Go through the listing below and output exactly the line with "outside the record.", the line with "attack event |", and each line between; omit the rest.

Exercise inputs –
────────────────────────────────────────

//! # Detectors
//!
//! Five independent checks, each a function of
//! `(EntityRecord, sample, DetectionConfig) -> (EntityRecord', Option<Violation>)`.
//! None holds state outside the record.
//!
//! | Detector | Trigger      | Checks                         |
//! |----------|--------------|--------------------------------|
//! | speed    | tick         | Speed, IrregularMovement       |
//! | flight   | tick         | Flight                         |
//! | combat   | attack event | KillAura, Reach                |
//! | mining   | tick         | Xray                           |
//! | fall     | tick         | NoFall                         |
//!
//! Every escalation and decay goes through [`escalate`] and [`decay`] so
//! the state machine is applied the same way everywhere.

pub mod combat;
pub mod fall;
pub mod flight;
pub mod mining;
pub mod speed;

use crate::config::DetectionConfig;
use crate::record::EntityRecord;
use crate::violation::{Check, Violation};
use vigil_shared::{ExemptionFlags, TimestampMs};

/// Inputs shared by one evaluation.
#[derive(Clone, Copy, Debug)]
pub struct Context<'a> {
    /// Config snapshot for this evaluation.
    pub config: &'a DetectionConfig,
    /// Host exemptions, queried for this evaluation.
    pub flags: ExemptionFlags,
    /// Host time of the sample under evaluation.
    pub now: TimestampMs,
}

/// Escalates `check`; on flag, pushes a violation built from `metric` and
/// `detail` into `out`.
///
/// `detail` only runs when a violation is actually emitted.
pub(crate) fn escalate(
    record: &mut EntityRecord,
    check: Check,
    ctx: &Context<'_>,
    metric: f64,
    detail: impl FnOnce() -> String,
    out: &mut Vec<Violation>,
) {
    let threshold = ctx.config.action_threshold(check);
    let counter = record.levels.counter_mut(check);
    let flagged = counter.escalate(ctx.now, threshold);

    tracing::trace!(
        "{} {:?} escalated to {} (metric {:.3})",
        record.id,
        check,
        counter.level(),
        metric
    );

    if flagged {
        let violation = Violation {
            entity: record.id,
            category: check.category(),
            metric,
            detail: detail(),
            time_ms: ctx.now,
        };
        tracing::info!(
            "Violation: {} {} metric={:.4} ({})",
            violation.entity,
            violation.category,
            violation.metric,
            record.display_name
        );
        out.push(violation);
    }
}

/// Clean evaluation for `check`.
pub(crate) fn decay(record: &mut EntityRecord, check: Check, ctx: &Context<'_>) {
    if record
        .levels
        .counter_mut(check)
        .decay(ctx.now, ctx.config.decay_interval_ms)
    {
        tracing::trace!("{} {:?} decayed to {}", record.id, check, record.levels.level(check));
    }
}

────────────────────────────────────────

Output for this exercise –
//! None holds state outside the record.
//!
//! | Detector | Trigger      | Checks                         |
//! |----------|--------------|--------------------------------|
//! | speed    | tick         | Speed, IrregularMovement       |
//! | flight   | tick         | Flight                         |
//! | combat   | attack event | KillAura, Reach                |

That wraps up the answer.